Direktur Jenderal TETO di Surabaya Benson DS Lin menyatakan, Taiwan terlibat aktif membantu Sulteng sejak masa tanggap darurat bencana. Tak kurang dari Rp 42 miliar digelontorkan Pemerintah Taiwan, TETO, dan The Mustard Seed Mission untuk meringankan beban penyintas, baik secara langsung kepada penyintas maupun melalui lembaga amal di Indonesia, seperti Palang Merah Indonesia dan lembaga swadaya masyarakat lokal. ”Kami berharap keadaan masyarakat di Sulteng kembali normal dan bertambah semangat,” ujarnya.
Chief Executive Officer The Mustard Seed Mission Anne Wu mengungkapkan, pihaknya merasa sangat dekat dengan Indonesia. Bantuan tetap akan terus digulirkan, terutama untuk pemulihan ekonomi-sosial penyintas, melalui koordinasi dengan LSM lokal.

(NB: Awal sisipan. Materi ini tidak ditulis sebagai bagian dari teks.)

// 相册模块 - 图片列表浏览、批量删除和统计信息

use std::path::PathBuf;
use std::sync::atomic::{AtomicBool, Ordering};
use std::sync::Arc;

use tracing::{debug, info, warn};

use crate::actors::{ImageStoreHandle, SystemStatusHandle};
use crate::capture::CaptureHandle;
use crate::event_bus::{AppEvent, EventBus, GalleryChange};
use crate::models::{GalleryInfo, StorageUsage};
use crate::storage::DeletionReport;

/// 大小单位进制
const UNIT_SIZE: f64 = 1000.0;
/// 不足 1 KB 时的单位
const DEFAULT_UNIT: &str = "Byte";
const SIZE_UNITS: [&str; 4] = ["KB", "MB", "GB", "TB"];

/// 格式化文件大小
///
/// 数值严格大于 1000 时才进位，最大单位为 TB
pub fn format_file_size(bytes: u64) -> String {
    let mut size = bytes as f64;
    let mut unit = DEFAULT_UNIT;

    for next in SIZE_UNITS {
        if size <= UNIT_SIZE {
            break;
        }
        size /= UNIT_SIZE;
        unit = next;
    }

    format!("{:.2} {}", size, unit)
}

/// 相册控制器
pub struct GalleryController {
    store: ImageStoreHandle,
    capture: CaptureHandle,
    status: SystemStatusHandle,
    event_bus: Arc<EventBus>,
    is_editing: AtomicBool,
}

impl GalleryController {
    pub fn new(
        store: ImageStoreHandle,
        capture: CaptureHandle,
        status: SystemStatusHandle,
        event_bus: Arc<EventBus>,
    ) -> Self {
        Self {
            store,
            capture,
            status,
            event_bus,
            is_editing: AtomicBool::new(false),
        }
    }

    /// 从磁盘刷新图片列表
    pub async fn load_images(&self) -> Result<usize, String> {
        match self.store.load().await {
            Ok(count) => {
                debug!("相册已加载: {} 张图片", count);
                self.publish(GalleryChange::ImagesRetrieved);
                Ok(count)
            }
            Err(e) => {
                warn!("加载相册失败: {}", e);
                self.publish(GalleryChange::Error(e.clone()));
                Err(e)
            }
        }
    }

    /// 删除单张图片
    pub async fn delete_image(&self, index: usize) -> Result<(), String> {
        let report = self.store.delete_image(index).await;
        match report.failures.into_iter().next() {
            None => Ok(()),
            Some(failure) => {
                warn!("删除第{}张图片失败: {}", index, failure.error);
                self.publish(GalleryChange::Error(failure.error.clone()));
                Err(failure.error)
            }
        }
    }

    /// 批量删除（按从大到小的下标执行）
    pub async fn delete_images(&self, indices: &[usize]) -> DeletionReport {
        let report = self.store.delete_images(indices.to_vec()).await;

        if !report.is_success() {
            let message = report
                .failures
                .iter()
                .map(|failure| format!("#{}: {}", failure.index, failure.error))
                .collect::<Vec<_>>()
                .join("; ");
            warn!("批量删除部分失败: {}", message);
            self.publish(GalleryChange::Error(message));
        }

        info!(
            "批量删除完成: 成功 {} 张, 失败 {} 张",
            report.removed.len(),
            report.failures.len()
        );
        report
    }

    /// 删除全部图片
    pub async fn delete_all_images(&self) -> Result<(), String> {
        self.store.delete_all().await.map_err(|e| {
            warn!("删除全部图片失败: {}", e);
            self.publish(GalleryChange::Error(e.clone()));
            e
        })
    }

    /// 图片总大小（格式化）
    pub async fn calculate_size_of_file(&self) -> String {
        format_file_size(self.store.total_size().await)
    }

    /// 切换编辑模式，返回新状态
    pub fn toggle_editing(&self) -> bool {
        let editing = !self.is_editing.fetch_xor(true, Ordering::SeqCst);
        debug!("编辑模式: {}", editing);
        editing
    }

    pub fn is_editing(&self) -> bool {
        self.is_editing.load(Ordering::SeqCst)
    }

    /// 完成本次拍摄：删除全部图片并清零拍摄时长
    pub async fn complete_session(&self) -> Result<(), String> {
        let result = self.delete_all_images().await;
        self.capture.reset_elapsed().await;
        self.is_editing.store(false, Ordering::SeqCst);
        info!("拍摄会话已完成");
        result
    }

    /// 相册统计信息
    pub async fn gallery_info(&self) -> GalleryInfo {
        let total_size = self.store.total_size().await;
        let image_count = self.store.listing().await.len();
        let elapsed = self.capture.elapsed().await;

        self.status
            .update_storage_usage(StorageUsage {
                total_size,
                image_count,
            })
            .await;

        GalleryInfo {
            formatted_size: format_file_size(total_size),
            image_count,
            elapsed_secs: elapsed.as_secs(),
        }
    }

    /// 列表快照
    pub async fn image_paths(&self) -> Vec<PathBuf> {
        self.store.listing().await
    }

    pub async fn image_path(&self, index: usize) -> Option<PathBuf> {
        self.store.listing().await.into_iter().nth(index)
    }

    fn publish(&self, change: GalleryChange) {
        self.event_bus.publish(AppEvent::Gallery(change));
    }
}

#[cfg(test)]
mod tests {
    use super::*;
    use crate::actors::{ImageStoreActor, SystemStatusActor};
    use crate::camera::SimulatedCamera;
    use crate::capture::{CaptureConfig, CaptureController};
    use crate::storage::{ImageDirectory, StoredImageManager};
    use tempfile::tempdir;

    struct Fixture {
        gallery: GalleryController,
        directory: ImageDirectory,
        event_bus: Arc<EventBus>,
    }

    fn fixture(root: PathBuf) -> Fixture {
        let event_bus = Arc::new(EventBus::new(64));
        let directory = ImageDirectory::new(root, "jpg");

        let (status_actor, status) = SystemStatusActor::new();
        tokio::spawn(status_actor.run());

        let (store_actor, store) = ImageStoreActor::new(StoredImageManager::new(directory.clone()));
        tokio::spawn(store_actor.run());

        let (controller, capture) = CaptureController::new(
            Arc::new(SimulatedCamera::default()),
            event_bus.clone(),
            status.clone(),
            CaptureConfig::default(),
        );
        tokio::spawn(controller.run());

        Fixture {
            gallery: GalleryController::new(store, capture, status, event_bus.clone()),
            directory,
            event_bus,
        }
    }

    #[test]
    fn test_format_file_size() {
        assert_eq!(format_file_size(0), "0.00 Byte");
        assert_eq!(format_file_size(1000), "1000.00 Byte");
        assert_eq!(format_file_size(1001), "1.00 KB");
        assert_eq!(format_file_size(4_000_000), "4.00 MB");
        assert_eq!(format_file_size(1_500_000), "1.50 MB");
        assert_eq!(format_file_size(2_000_000_000_000_000), "2000.00 TB");
    }

    #[tokio::test]
    async fn test_size_before_and_after_delete() {
        let temp_dir = tempdir().unwrap();
        let fx = fixture(temp_dir.path().to_path_buf());

        fx.directory
            .save_images(vec![
                Some(vec![1; 1_000_000]),
                Some(vec![2; 2_500_000]),
                Some(vec![3; 500_000]),
            ])
            .await;
        assert_eq!(fx.gallery.load_images().await.unwrap(), 3);
        assert_eq!(fx.gallery.calculate_size_of_file().await, "4.00 MB");

        let paths = fx.gallery.image_paths().await;
        let mut largest = None;
        for (index, path) in paths.iter().enumerate() {
            if ImageDirectory::file_size(path).await == Some(2_500_000) {
                largest = Some(index);
            }
        }

        fx.gallery.delete_image(largest.unwrap()).await.unwrap();
        assert_eq!(fx.gallery.image_paths().await.len(), 2);
        assert_eq!(fx.gallery.calculate_size_of_file().await, "1.50 MB");

        let info = fx.gallery.gallery_info().await;
        assert_eq!(info.image_count, 2);
        assert_eq!(info.formatted_size, "1.50 MB");
    }

    #[tokio::test]
    async fn test_load_failure_emits_error() {
        let temp_dir = tempdir().unwrap();
        let fx = fixture(temp_dir.path().join("missing"));
        let mut receiver = fx.event_bus.subscribe();

        assert!(fx.gallery.load_images().await.is_err());
        assert!(matches!(
            receiver.recv().await.unwrap(),
            AppEvent::Gallery(GalleryChange::Error(_))
        ));
    }

    #[tokio::test]
    async fn test_load_success_emits_images_retrieved() {
        let temp_dir = tempdir().unwrap();
        let fx = fixture(temp_dir.path().to_path_buf());
        let mut receiver = fx.event_bus.subscribe();

        assert_eq!(fx.gallery.load_images().await.unwrap(), 0);
        assert!(matches!(
            receiver.recv().await.unwrap(),
            AppEvent::Gallery(GalleryChange::ImagesRetrieved)
        ));
    }

    #[tokio::test]
    async fn test_batch_delete_and_complete_session() {
        let temp_dir = tempdir().unwrap();
        let fx = fixture(temp_dir.path().to_path_buf());

        fx.directory
            .save_images((0..4u8).map(|i| Some(vec![i; 16])).collect())
            .await;
        fx.gallery.load_images().await.unwrap();
        let before = fx.gallery.image_paths().await;

        let report = fx.gallery.delete_images(&[0, 3]).await;
        assert!(report.is_success());
        assert_eq!(
            fx.gallery.image_paths().await,
            vec![before[1].clone(), before[2].clone()]
        );
        assert_eq!(fx.gallery.image_path(1).await, Some(before[2].clone()));
        assert_eq!(fx.gallery.image_path(5).await, None);

        assert!(fx.gallery.toggle_editing());
        assert!(fx.gallery.is_editing());
        fx.gallery.complete_session().await.unwrap();
        assert!(!fx.gallery.is_editing());
        assert!(fx.gallery.image_paths().await.is_empty());
        assert_eq!(fx.gallery.load_images().await.unwrap(), 0);
        assert_eq!(fx.gallery.gallery_info().await.elapsed_secs, 0);
    }

    #[tokio::test]
    async fn test_out_of_range_delete_reports_error() {
        let temp_dir = tempdir().unwrap();
        let fx = fixture(temp_dir.path().to_path_buf());
        fx.gallery.load_images().await.unwrap();
        let mut receiver = fx.event_bus.subscribe();

        assert!(fx.gallery.delete_image(7).await.is_err());
        assert!(matches!(
            receiver.recv().await.unwrap(),
            AppEvent::Gallery(GalleryChange::Error(_))
        ));
    }
}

Penyintas di Sulteng pada umumnya memang sudah kembali beraktivitas normal, ada yang membuka kios di hunian sementara serta menanam jagung di lahan yang tak lagi dialiri air karena irigasi hancur. Bantuan-bantuan dari pemerintah dan lembaga amal turut menjadi stimulan pemulihan sosial-ekonomi penyintas. Deru perahu ketinting di perairan Panau menguatkan kembali semangat untuk bangkit.